Then, about 6 or 7 years ago I was back there and I got a nice bobcat while rabbit hunting with a 22. I pelted it out and tried to find a buyer. The best offer I got was less than $30. I felt bad about shooting that cat for such a paltry sum. So I had it done as a lifesize mount and swore I'd never shoot another. I've seen 6 or 7 since then but have never even raised a gun at them.

That bobcat really made me sad for some reason. don't know why. I still fling lead at every coyote I see though.


Killing something for the money seams to cheapen the sport. I know from your previous posts that you feel game belongs to the people. How do you justify killing the people's property for your profit? I'm not coming down on you or calling it wrong, I am just curious the rationale in your mind. Are these nuisance animals, over populated?

Perry


And your ignorance shines through. What I am against is poaching, as I have stated many times. Not the legal taking of game or furbearers with the context of the law. So, since bobcat is considered both a legal small game animal and a furbearer in Colorado, and has seasons accordingly, taking them within the context of those laws is not a problem.
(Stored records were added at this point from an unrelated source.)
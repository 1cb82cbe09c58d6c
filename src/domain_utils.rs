//! Domain utilities with Public Suffix List integration.
//!
//! Resolves the registrable domain of a scanned URL so WHOIS is asked about
//! what can actually be registered:
//! - https://www.example.co.uk/page -> example.co.uk
//! - https://sub.example.com -> example.com
//! - https://subdomain.github.io -> subdomain.github.io (github.io is a public suffix)

use std::net::IpAddr;

use psl::{domain_str, suffix_str};
use url::Url;

use crate::errors::{LookupError, LookupResult};

/// Domain information extracted using PSL or fallback parsing
#[derive(Debug, Clone, PartialEq)]
pub struct DomainInfo {
    /// The host as provided, lower-cased and without trailing dot
    pub full_domain: String,
    /// The registrable domain (what you can actually register)
    pub registrable_domain: Option<String>,
    /// The public suffix (TLD or effective TLD), e.g. `com.vn`
    pub suffix: Option<String>,
}

impl DomainInfo {
    /// Parse a host name into structured domain information
    pub fn parse(domain: &str) -> LookupResult<Self> {
        let clean_domain = clean_domain_input(domain)?;
        Ok(Self::parse_with_psl(&clean_domain))
    }

    fn parse_with_psl(domain: &str) -> Self {
        if domain.parse::<IpAddr>().is_ok() {
            return DomainInfo {
                full_domain: domain.to_string(),
                registrable_domain: Some(domain.to_string()),
                suffix: None,
            };
        }

        let registrable_domain = domain_str(domain)
            .map(|s| s.to_string())
            .or_else(|| fallback_registrable_domain(domain));

        let mut suffix = suffix_str(domain).map(|s| s.to_string());
        if suffix.is_none() {
            suffix = domain.rsplit('.').next().map(|s| s.to_string());
        }
        if suffix.as_ref().map(|s| s.is_empty()).unwrap_or(false) {
            suffix = None;
        }

        DomainInfo {
            full_domain: domain.to_string(),
            registrable_domain,
            suffix,
        }
    }

    /// Registrable domain, or the full host when PSL gives none.
    pub fn whois_domain(&self) -> &str {
        self.registrable_domain
            .as_deref()
            .unwrap_or(&self.full_domain)
    }
}

/// Host part of a URL. Inputs without a scheme are read as `http://`.
pub fn host_from_url(input: &str) -> LookupResult<String> {
    let trimmed = input.trim();
    let parsed = match Url::parse(trimmed) {
        Ok(u) if u.host_str().is_some() => u,
        _ => Url::parse(&format!("http://{trimmed}"))
            .map_err(|e| LookupError::domain(input, e.to_string()))?,
    };

    let host = parsed
        .host_str()
        .ok_or_else(|| LookupError::domain(input, "URL has no host"))?;
    Ok(host.trim_start_matches('[').trim_end_matches(']').to_string())
}

/// Registrable domain of a URL, ignoring subdomains.
pub fn registrable_domain_of_url(url: &str) -> LookupResult<String> {
    let host = host_from_url(url)?;
    let info = DomainInfo::parse(&host)?;
    Ok(info.whois_domain().to_string())
}

/// Last label of a domain (`example.com.vn` -> `vn`).
pub fn top_level_label(domain: &str) -> Option<&str> {
    let label = domain.trim_end_matches('.').rsplit('.').next()?;
    if label.is_empty() || label.parse::<u8>().is_ok() {
        None
    } else {
        Some(label)
    }
}

/// Clean domain input by removing common artifacts
fn clean_domain_input(domain: &str) -> LookupResult<String> {
    let clean = domain.trim().trim_end_matches('.').to_lowercase();

    if clean.is_empty() {
        return Err(LookupError::domain(domain, "empty domain"));
    }

    // Single labels are allowed for internal hosts
    if !clean.contains('.') && clean.len() < 2 {
        return Err(LookupError::domain(domain, "invalid domain format"));
    }

    Ok(clean)
}

/// Last two labels when the PSL has no answer.
fn fallback_registrable_domain(domain: &str) -> Option<String> {
    let parts: Vec<&str> = domain.split('.').collect();
    if parts.len() < 2 {
        return Some(domain.to_string());
    }
    Some(format!("{}.{}", parts[parts.len() - 2], parts[parts.len() - 1]))
}
//! Integration tests for siterisk.
//!
//! These drive the compiled binary end to end without relying on external
//! network services: pages are served by a one-shot HTTP server on the
//! loopback interface, and WHOIS / DNS are switched off.

use std::io::{Read, Write};
use std::net::TcpListener;
use std::path::PathBuf;
use std::process::{Command, Stdio};
use std::str;
use std::thread;
use tempfile::NamedTempFile;

/// Helper to get the path to the compiled binary
fn get_binary_path() -> PathBuf {
    let mut path = std::env::current_exe().unwrap();
    path.pop(); // Remove test binary name
    if path.ends_with("deps") {
        path.pop(); // Remove "deps" directory
    }
    path.push("siterisk");
    path
}

/// Serve `body` as text/html to `requests` connections, return the base URL.
fn serve_html(body: &'static str, requests: usize) -> String {
    let listener = TcpListener::bind("127.0.0.1:0").unwrap();
    let addr = listener.local_addr().unwrap();
    thread::spawn(move || {
        for stream in listener.incoming().take(requests) {
            let mut stream = stream.unwrap();
            let mut buf = [0u8; 4096];
            let mut request = Vec::new();
            while !request.windows(4).any(|w| w == b"\r\n\r\n") {
                let n = stream.read(&mut buf).unwrap();
                if n == 0 {
                    break;
                }
                request.extend_from_slice(&buf[..n]);
            }
            let response = format!(
                "HTTP/1.1 200 OK\r\nContent-Type: text/html; charset=utf-8\r\nContent-Length: {}\r\nConnection: close\r\n\r\n{}",
                body.len(),
                body
            );
            stream.write_all(response.as_bytes()).unwrap();
        }
    });
    format!("http://{addr}/")
}

/// Port 9 (discard) on loopback is closed in test environments.
const UNREACHABLE_URL: &str = "http://127.0.0.1:9/";

const GAMBLING_PAGE: &str = "<html><head><title>Nhà cái uy tín</title></head>\
    <body><h1>Casino online</h1><p>Chơi baccarat, poker và tài xỉu</p></body></html>";

const NEWS_PAGE: &str = "<html><head><title>Thể thao</title></head>\
    <body><p>Tin tức thể thao hôm nay, bóng đá Việt Nam vô địch</p></body></html>";

fn offline_command() -> Command {
    let mut cmd = Command::new(get_binary_path());
    cmd.arg("--no-whois")
        .arg("--no-dns")
        .arg("--timeout=3")
        .env_remove("RUST_LOG")
        .env("NO_PROXY", "127.0.0.1")
        .env("no_proxy", "127.0.0.1");
    cmd
}

fn json_report(output: &std::process::Output) -> serde_json::Value {
    let stdout = str::from_utf8(&output.stdout).unwrap();
    serde_json::from_str(stdout).unwrap_or_else(|e| panic!("invalid JSON ({e}): {stdout}"))
}

/// An unreachable URL becomes an unreachable record, not a crash
#[test]
fn test_unreachable_url() {
    let output = offline_command()
        .arg(UNREACHABLE_URL)
        .arg("--format=json")
        .arg("--verbose=0")
        .output()
        .expect("Failed to execute binary");

    assert!(output.status.success());
    let report = json_report(&output);
    let result = &report["results"][0];
    assert_eq!(result["url"], UNREACHABLE_URL);
    assert_eq!(result["verdict"], "unreachable");
    assert_eq!(result["fetch_failed"], true);
    assert_eq!(result["registrar"], "Unknown");
    assert_eq!(result["ip"], "Unresolved");
    assert_eq!(report["summary"]["unreachable"], 1);
}

/// A page full of gambling keywords is flagged
#[test]
fn test_gambling_page_is_suspicious() {
    let url = serve_html(GAMBLING_PAGE, 1);
    let output = offline_command()
        .arg(&url)
        .arg("--format=json")
        .arg("--verbose=0")
        .output()
        .expect("Failed to execute binary");

    assert!(output.status.success());
    let report = json_report(&output);
    let result = &report["results"][0];
    assert_eq!(result["verdict"], "suspicious");
    assert_eq!(result["category"], "gambling");
    assert_eq!(result["verdict_label"], "Suspicious: Gambling");
    assert!(result["scores"]["gambling"].as_u64().unwrap() >= 4);
    assert_eq!(result["scores"]["prohibited"], 0);
    assert_eq!(result["domain"], "127.0.0.1");
}

/// URL list from a file keeps input order and skips blank lines
#[test]
fn test_url_file_input() {
    let news = serve_html(NEWS_PAGE, 1);
    let mut file = NamedTempFile::new().unwrap();
    writeln!(file, "{news}\n\n   \n{UNREACHABLE_URL}").unwrap();
    file.flush().unwrap();

    let output = offline_command()
        .arg("--file")
        .arg(file.path())
        .arg("--format=csv")
        .arg("--verbose=0")
        .output()
        .expect("Failed to execute binary");

    assert!(output.status.success());
    let stdout = str::from_utf8(&output.stdout).unwrap();
    let lines: Vec<&str> = stdout.lines().collect();
    assert_eq!(lines.len(), 3, "header + two rows: {stdout}");
    assert!(lines[0].starts_with("URL,Domain,Registrar,Country,IP"));
    assert!(lines[1].starts_with(&news));
    assert!(lines[1].contains(",Safe,Safe"));
    assert!(lines[2].starts_with(UNREACHABLE_URL));
    assert!(lines[2].contains("Could not retrieve"));
}

/// Progress lines go to stderr, the report to stdout
#[test]
fn test_progress_on_stderr() {
    let output = offline_command()
        .arg(UNREACHABLE_URL)
        .arg("--no-color")
        .arg("--verbose=1")
        .output()
        .expect("Failed to execute binary");

    assert!(output.status.success());
    let stderr = str::from_utf8(&output.stderr).unwrap();
    assert!(stderr.contains(&format!("[1/1] {UNREACHABLE_URL} -> Could not retrieve")));
    let stdout = str::from_utf8(&output.stdout).unwrap();
    assert!(stdout.contains("Scan complete!"));
    assert!(!stdout.contains("[1/1]"));
}

/// HTML export written to --output
#[test]
fn test_html_report_to_file() {
    let url = serve_html(GAMBLING_PAGE, 1);
    let out = NamedTempFile::new().unwrap();

    let output = offline_command()
        .arg(&url)
        .arg(UNREACHABLE_URL)
        .arg("--format=html")
        .arg("--lang=vi")
        .arg("--verbose=0")
        .arg("--output")
        .arg(out.path())
        .output()
        .expect("Failed to execute binary");

    assert!(output.status.success());
    assert!(output.stdout.is_empty());
    let html = std::fs::read_to_string(out.path()).unwrap();
    assert!(html.contains("#FF5252"));
    assert!(html.contains("Nghi ngờ: Cờ bạc / Cá cược"));
    assert!(html.contains("Không lấy được"));
}

/// No URLs at all is an error
#[test]
fn test_missing_urls() {
    let output = Command::new(get_binary_path())
        .arg("--verbose=0")
        .stdin(Stdio::null())
        .output()
        .expect("Failed to execute binary");

    assert!(!output.status.success());
    let stderr = str::from_utf8(&output.stderr).unwrap();
    assert!(stderr.contains("No URLs to scan"));
}

/// URLs piped on stdin
#[test]
fn test_stdin_input() {
    let mut child = offline_command()
        .arg("--format=json")
        .arg("--verbose=0")
        .stdin(Stdio::piped())
        .stdout(Stdio::piped())
        .spawn()
        .expect("Failed to execute binary");
    child
        .stdin
        .take()
        .unwrap()
        .write_all(format!("{UNREACHABLE_URL}\n").as_bytes())
        .unwrap();
    let output = child.wait_with_output().unwrap();

    assert!(output.status.success());
    let report = json_report(&output);
    assert_eq!(report["summary"]["total"], 1);
}

/// Test JSON schema generation
#[test]
fn test_generate_schema() {
    let output = Command::new(get_binary_path())
        .arg("--generate-schema")
        .output()
        .expect("Failed to execute binary");

    assert!(output.status.success());
    let schema: serde_json::Value =
        serde_json::from_slice(&output.stdout).expect("schema is JSON");
    assert_eq!(schema["title"], "ScanReport");
}

/// Invalid configuration is rejected before scanning
#[test]
fn test_zero_timeout_rejected() {
    let output = Command::new(get_binary_path())
        .arg(UNREACHABLE_URL)
        .arg("--timeout=0")
        .output()
        .expect("Failed to execute binary");

    assert!(!output.status.success());
    let stderr = str::from_utf8(&output.stderr).unwrap();
    assert!(stderr.contains("network.fetch_timeout"));
}

/// Test help output
#[test]
fn test_help_output() {
    let output = Command::new(get_binary_path())
        .arg("--help")
        .output()
        .expect("Failed to execute binary");

    assert!(output.status.success());
    let stdout = str::from_utf8(&output.stdout).unwrap();
    assert!(stdout.contains("--format"));
    assert!(stdout.contains("--no-whois"));
    assert!(stdout.contains("--lang"));
}
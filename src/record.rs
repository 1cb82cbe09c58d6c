//! Per-URL scan record shared by the scanner and every formatter.

use crate::classify::{Category, CategoryScores, Classification, Verdict};
use crate::metadata::{SiteMetadata, UNKNOWN, UNRESOLVED};

/// Outcome of scanning one URL. Built once by the scanner, never mutated.
#[derive(Debug, Clone, PartialEq)]
pub struct ScanRecord {
    /// Input URL, unmodified
    pub url: String,
    /// Registrable domain; `None` when the page could not be fetched
    pub domain: Option<String>,
    pub registrar: String,
    pub country: String,
    pub ip: String,
    pub scores: CategoryScores,
    pub verdict: Verdict,
    pub fetch_failed: bool,
    /// Why the fetch failed, for diagnostics
    pub error: Option<String>,
}

impl ScanRecord {
    /// Record for a page that could not be retrieved.
    pub fn unreachable(url: impl Into<String>, reason: impl Into<String>) -> Self {
        Self {
            url: url.into(),
            domain: None,
            registrar: UNKNOWN.to_string(),
            country: UNKNOWN.to_string(),
            ip: UNRESOLVED.to_string(),
            scores: CategoryScores::default(),
            verdict: Verdict::Unreachable,
            fetch_failed: true,
            error: Some(reason.into()),
        }
    }

    /// Record for a fetched and classified page.
    pub fn analyzed(
        url: impl Into<String>,
        domain: Option<String>,
        metadata: SiteMetadata,
        classification: Classification,
    ) -> Self {
        Self {
            url: url.into(),
            domain,
            registrar: metadata.registrar,
            country: metadata.country,
            ip: metadata.ip,
            scores: classification.scores,
            verdict: classification.verdict,
            fetch_failed: false,
            error: None,
        }
    }

    /// Category column value: the flagged category, `Safe`, or nothing for
    /// unreachable pages.
    pub fn category(&self) -> Option<Category> {
        self.verdict.category()
    }

    pub fn is_suspicious(&self) -> bool {
        matches!(self.verdict, Verdict::Suspicious(_))
    }
}

#[cfg(test)]
mod tests {
    use super::*;
    use crate::classify::classify;

    #[test]
    fn unreachable_has_only_url() {
        let r = ScanRecord::unreachable("http://down.example", "connection refused");
        assert!(r.fetch_failed);
        assert_eq!(r.domain, None);
        assert_eq!(r.registrar, UNKNOWN);
        assert_eq!(r.country, UNKNOWN);
        assert_eq!(r.ip, UNRESOLVED);
        assert_eq!(r.scores.total(), 0);
        assert_eq!(r.verdict, Verdict::Unreachable);
        assert_ne!(r.verdict, Verdict::Safe);
        assert!(!r.is_suspicious());
    }

    #[test]
    fn analyzed_carries_classification() {
        let c = classify("casino casino");
        let r = ScanRecord::analyzed(
            "https://x.example.com",
            Some("example.com".into()),
            SiteMetadata::default(),
            c,
        );
        assert!(!r.fetch_failed);
        assert_eq!(r.category(), Some(Category::Gambling));
        assert!(r.is_suspicious());
        assert_eq!(r.scores.get(Category::Gambling), 2);
    }
}
//! Output formatting for scan sessions.
//!
//! Formats: styled terminal table + cards (see `styled_output`), a
//! standalone HTML page reproducing the dashboard, CSV, and the structured
//! JSON / YAML report (see `structured_output`). All of them render labels
//! through `Labels` so `--lang vi` applies everywhere except the
//! machine-readable formats.

use std::fmt::Write as _;
use std::io;

use crate::classify::{Category, Verdict};
use crate::cli::{Language, OutputFormat};
use crate::metadata::{UNKNOWN, UNRESOLVED};
use crate::record::ScanRecord;
use crate::scanner::ScanSession;
use crate::structured_output::ScanReport;
use crate::styled_output::StyledFormatter;

/// Dashboard card colours.
pub const SAFE_COLOR: &str = "#4CAF50";
pub const ALERT_COLOR: &str = "#FF5252";

/// Human-facing labels in one language.
#[derive(Debug, Clone, Copy)]
pub struct Labels {
    pub language: Language,
}

impl Labels {
    pub fn new(language: Language) -> Self {
        Self { language }
    }

    fn vi(&self) -> bool {
        self.language == Language::Vi
    }

    pub fn category(&self, category: Category) -> &'static str {
        if self.vi() {
            category.label_vi()
        } else {
            category.label()
        }
    }

    pub fn verdict(&self, verdict: &Verdict) -> String {
        match (verdict, self.vi()) {
            (Verdict::Safe, false) => "Safe".to_string(),
            (Verdict::Safe, true) => "An toàn".to_string(),
            (Verdict::Suspicious(c), false) => format!("Suspicious: {}", self.category(*c)),
            (Verdict::Suspicious(c), true) => format!("Nghi ngờ: {}", self.category(*c)),
            (Verdict::Unreachable, false) => "Could not retrieve".to_string(),
            (Verdict::Unreachable, true) => "Không lấy được".to_string(),
        }
    }

    /// Category column: flagged category, "Safe", or "-" for unreachable.
    pub fn category_column(&self, record: &ScanRecord) -> String {
        match record.verdict {
            Verdict::Suspicious(c) => self.category(c).to_string(),
            Verdict::Safe => {
                let label = if self.vi() { "An toàn" } else { "Safe" };
                label.to_string()
            }
            Verdict::Unreachable => "-".to_string(),
        }
    }

    /// Translate sentinels; real values pass through.
    pub fn value<'a>(&self, value: &'a str) -> &'a str {
        match (value, self.vi()) {
            (UNKNOWN, true) => "Không xác định",
            (UNRESOLVED, true) => "Chưa phân giải",
            _ => value,
        }
    }

    pub fn domain<'a>(&self, record: &'a ScanRecord) -> &'a str {
        record.domain.as_deref().unwrap_or("-")
    }

    pub fn headers(&self) -> Vec<String> {
        let fixed: [&str; 5] = if self.vi() {
            ["URL", "Tên miền", "Nhà đăng ký", "Quốc gia", "IP"]
        } else {
            ["URL", "Domain", "Registrar", "Country", "IP"]
        };
        let mut headers: Vec<String> = fixed.iter().map(|s| s.to_string()).collect();
        headers.extend(Category::ALL.iter().map(|c| self.category(*c).to_string()));
        if self.vi() {
            headers.push("Kết quả".to_string());
            headers.push("Loại nghi ngờ".to_string());
        } else {
            headers.push("Verdict".to_string());
            headers.push("Category".to_string());
        }
        headers
    }

    /// One table row, same column order as `headers`.
    pub fn row(&self, record: &ScanRecord) -> Vec<String> {
        let mut row = vec![
            record.url.clone(),
            self.domain(record).to_string(),
            self.value(&record.registrar).to_string(),
            self.value(&record.country).to_string(),
            self.value(&record.ip).to_string(),
        ];
        row.extend(record.scores.iter().map(|(_, s)| s.to_string()));
        row.push(self.verdict(&record.verdict));
        row.push(self.category_column(record));
        row
    }

    pub fn title(&self) -> &'static str {
        if self.vi() {
            "Kết quả phân tích"
        } else {
            "Scan results"
        }
    }

    pub fn done(&self) -> &'static str {
        if self.vi() {
            "Quét xong toàn bộ!"
        } else {
            "Scan complete!"
        }
    }

    /// Card field names: URL, verdict, country, IP, category.
    pub fn card_fields(&self) -> [&'static str; 5] {
        if self.vi() {
            ["URL", "Kết quả", "Quốc gia", "IP", "Loại nghi ngờ"]
        } else {
            ["URL", "Verdict", "Country", "IP", "Category"]
        }
    }
}

/// Output formatter trait
pub trait OutputFormatter {
    /// Render a whole session
    fn format_session(&self, session: &ScanSession) -> io::Result<String>;

    /// Get the file extension for this format
    fn file_extension(&self) -> &'static str;
}

/// CSV output formatter
pub struct CsvFormatter {
    include_header: bool,
    labels: Labels,
}

impl CsvFormatter {
    pub fn new(include_header: bool, labels: Labels) -> Self {
        Self {
            include_header,
            labels,
        }
    }
}

impl OutputFormatter for CsvFormatter {
    fn format_session(&self, session: &ScanSession) -> io::Result<String> {
        let mut output = String::new();

        if self.include_header {
            output.push_str(&csv_line(&self.labels.headers()));
        }
        for record in session.records() {
            output.push_str(&csv_line(&self.labels.row(record)));
        }

        Ok(output)
    }

    fn file_extension(&self) -> &'static str {
        "csv"
    }
}

fn csv_line(fields: &[String]) -> String {
    let escaped: Vec<String> = fields.iter().map(|f| csv_field(f)).collect();
    format!("{}\n", escaped.join(","))
}

fn csv_field(field: &str) -> String {
    if field.contains([',', '"', '\n', '\r']) {
        format!("\"{}\"", field.replace('"', "\"\""))
    } else {
        field.to_string()
    }
}

/// Standalone HTML page: results table plus one coloured card per URL.
pub struct HtmlFormatter {
    labels: Labels,
}

impl HtmlFormatter {
    pub fn new(labels: Labels) -> Self {
        Self { labels }
    }

    fn write_page(&self, out: &mut String, session: &ScanSession) -> std::fmt::Result {
        let l = &self.labels;
        writeln!(out, "<!DOCTYPE html>")?;
        writeln!(out, "<html>\n<head>\n<meta charset=\"utf-8\">")?;
        writeln!(out, "<title>Website Scanner</title>")?;
        writeln!(
            out,
            "<style>body{{font-family:sans-serif;margin:24px}}table{{border-collapse:collapse}}\
             th,td{{border:1px solid #ddd;padding:4px 8px}}th{{background:#f4f4f4}}\
             .card{{padding:12px;margin:6px 0;border-radius:10px;color:white}}</style>"
        )?;
        writeln!(out, "</head>\n<body>")?;
        writeln!(out, "<h2>{}</h2>", escape_html(l.title()))?;

        writeln!(out, "<table>\n<tr>")?;
        for h in l.headers() {
            writeln!(out, "  <th>{}</th>", escape_html(&h))?;
        }
        writeln!(out, "</tr>")?;
        for record in session.records() {
            writeln!(out, "<tr>")?;
            for cell in l.row(record) {
                writeln!(out, "  <td>{}</td>", escape_html(&cell))?;
            }
            writeln!(out, "</tr>")?;
        }
        writeln!(out, "</table>")?;

        let [f_url, f_verdict, f_country, f_ip, f_category] = l.card_fields();
        for record in session.records() {
            let color = if record.verdict.is_safe() {
                SAFE_COLOR
            } else {
                ALERT_COLOR
            };
            writeln!(out, "<div class=\"card\" style=\"background:{color}\">")?;
            writeln!(out, "  <b>{f_url}:</b> {}<br>", escape_html(&record.url))?;
            writeln!(
                out,
                "  <b>{f_verdict}:</b> {}<br>",
                escape_html(&l.verdict(&record.verdict))
            )?;
            writeln!(
                out,
                "  <b>{f_country}:</b> {}<br>",
                escape_html(l.value(&record.country))
            )?;
            writeln!(out, "  <b>{f_ip}:</b> {}<br>", escape_html(l.value(&record.ip)))?;
            writeln!(
                out,
                "  <b>{f_category}:</b> {}",
                escape_html(&l.category_column(record))
            )?;
            writeln!(out, "</div>")?;
        }

        let s = session.summary();
        writeln!(
            out,
            "<p>{} ({} / {} / {})</p>",
            escape_html(l.done()),
            s.safe,
            s.suspicious,
            s.unreachable
        )?;
        writeln!(out, "</body>\n</html>")
    }
}

impl OutputFormatter for HtmlFormatter {
    fn format_session(&self, session: &ScanSession) -> io::Result<String> {
        let mut out = String::new();
        self.write_page(&mut out, session)
            .map_err(|e| io::Error::other(e.to_string()))?;
        Ok(out)
    }

    fn file_extension(&self) -> &'static str {
        "html"
    }
}

/// Minimal HTML text escaping.
pub fn escape_html(s: &str) -> String {
    let mut out = String::with_capacity(s.len());
    for c in s.chars() {
        match c {
            '&' => out.push_str("&amp;"),
            '<' => out.push_str("&lt;"),
            '>' => out.push_str("&gt;"),
            '"' => out.push_str("&quot;"),
            '\'' => out.push_str("&#39;"),
            _ => out.push(c),
        }
    }
    out
}

/// JSON / YAML structured report.
pub struct StructuredFormatter {
    yaml: bool,
}

impl OutputFormatter for StructuredFormatter {
    fn format_session(&self, session: &ScanSession) -> io::Result<String> {
        let report = ScanReport::from_session(session);
        let text = if self.yaml {
            report.to_yaml()
        } else {
            report.to_json()
        };
        text.map(|t| format!("{}\n", t.trim_end()))
            .map_err(|e| io::Error::other(e.to_string()))
    }

    fn file_extension(&self) -> &'static str {
        if self.yaml { "yaml" } else { "json" }
    }
}

/// Create a formatter based on the output format
pub fn create_formatter(
    format: OutputFormat,
    language: Language,
    use_colors: bool,
) -> Box<dyn OutputFormatter> {
    let labels = Labels::new(language);
    match format {
        OutputFormat::Table => {
            if use_colors {
                Box::new(StyledFormatter::new(labels))
            } else {
                Box::new(StyledFormatter::without_colors(labels))
            }
        }
        OutputFormat::Html => Box::new(HtmlFormatter::new(labels)),
        OutputFormat::Json => Box::new(StructuredFormatter { yaml: false }),
        OutputFormat::Yaml => Box::new(StructuredFormatter { yaml: true }),
        OutputFormat::Csv => Box::new(CsvFormatter::new(true, labels)),
    }
}
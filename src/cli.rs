use std::path::PathBuf;

use clap::{Parser, ValueEnum};

/// Report format.
#[derive(ValueEnum, Debug, Clone, Copy, PartialEq, Eq, Default)]
pub enum OutputFormat {
    /// Styled terminal table followed by one card per URL
    #[default]
    Table,
    /// Standalone HTML page (table + coloured cards)
    Html,
    Json,
    Yaml,
    Csv,
}

/// Language of verdict and sentinel labels.
#[derive(ValueEnum, Debug, Clone, Copy, PartialEq, Eq, Default)]
pub enum Language {
    #[default]
    En,
    Vi,
}

/// Command-line interface definition.
///
/// Verbosity levels:
/// 0 - silent (only the report)
/// 1 - errors (default)
/// 2 - warnings + errors
/// 3 - info (one line per URL)
/// 5 - trace/debug
#[derive(Parser, Debug, Clone)]
#[command(
    author,
    version,
    about = "Flag websites that look like gambling, betting or prohibited-content sites"
)]
pub struct Cli {
    /// URLs to scan. When empty, the list is read from --file or stdin.
    pub urls: Vec<String>,

    /// File with one URL per line ("-" for stdin)
    #[arg(long, short = 'f', value_name = "FILE")]
    pub file: Option<PathBuf>,

    /// Report format
    #[arg(long, value_enum, default_value_t = OutputFormat::Table)]
    pub format: OutputFormat,

    /// Write the report to FILE instead of stdout
    #[arg(long, short = 'o', value_name = "FILE")]
    pub output: Option<PathBuf>,

    /// Label language
    #[arg(long, value_enum, default_value_t = Language::En)]
    pub lang: Language,

    /// Page fetch timeout in seconds
    #[arg(long, value_name = "SECS")]
    pub timeout: Option<u64>,

    /// Skip WHOIS lookups (registrar / country fall back to defaults)
    #[arg(long = "no-whois", default_value_t = false)]
    pub no_whois: bool,

    /// Skip DNS lookups (IP stays unresolved)
    #[arg(long = "no-dns", default_value_t = false)]
    pub no_dns: bool,

    /// Disable colored output
    #[arg(long = "no-color", default_value_t = false)]
    pub no_color: bool,

    /// Verbosity level (0,1,2,3,5)
    #[arg(long, default_value_t = 1)]
    pub verbose: u8,

    /// Print the JSON schema of the structured report and exit
    #[arg(long = "generate-schema", default_value_t = false)]
    pub generate_schema: bool,
}

impl Cli {
    /// Parse CLI arguments from process args.
    pub fn from_args() -> Self {
        Self::parse()
    }

    /// Default `tracing` directive for the chosen verbosity.
    pub fn log_directive(&self) -> &'static str {
        match self.verbose {
            0 => "off",
            1 => "error",
            2 => "warn",
            3 | 4 => "info",
            _ => "debug",
        }
    }

    /// Are per-URL progress lines wanted?
    pub fn show_progress(&self) -> bool {
        self.verbose >= 1
    }
}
Just where do you get "How do you justify killing the people's property for your profit"? I was a trapper. and trappers take furbearers for sale. I was licensed and taking part in a legal activity. This is no different than a hunting guide charging someone to hunt deer. After all, both make money from a public resource. But they do it within the law. Poaching is the issue, not taking legal game.

Why do you have such a hard time condoning poaching? Why do you and a couple of your breathern insist on trying to find a way to justify it? The definition of poaching is taking game and fish in a manner that is not in agreement with the current laws. If an activity is legal, it is not poaching.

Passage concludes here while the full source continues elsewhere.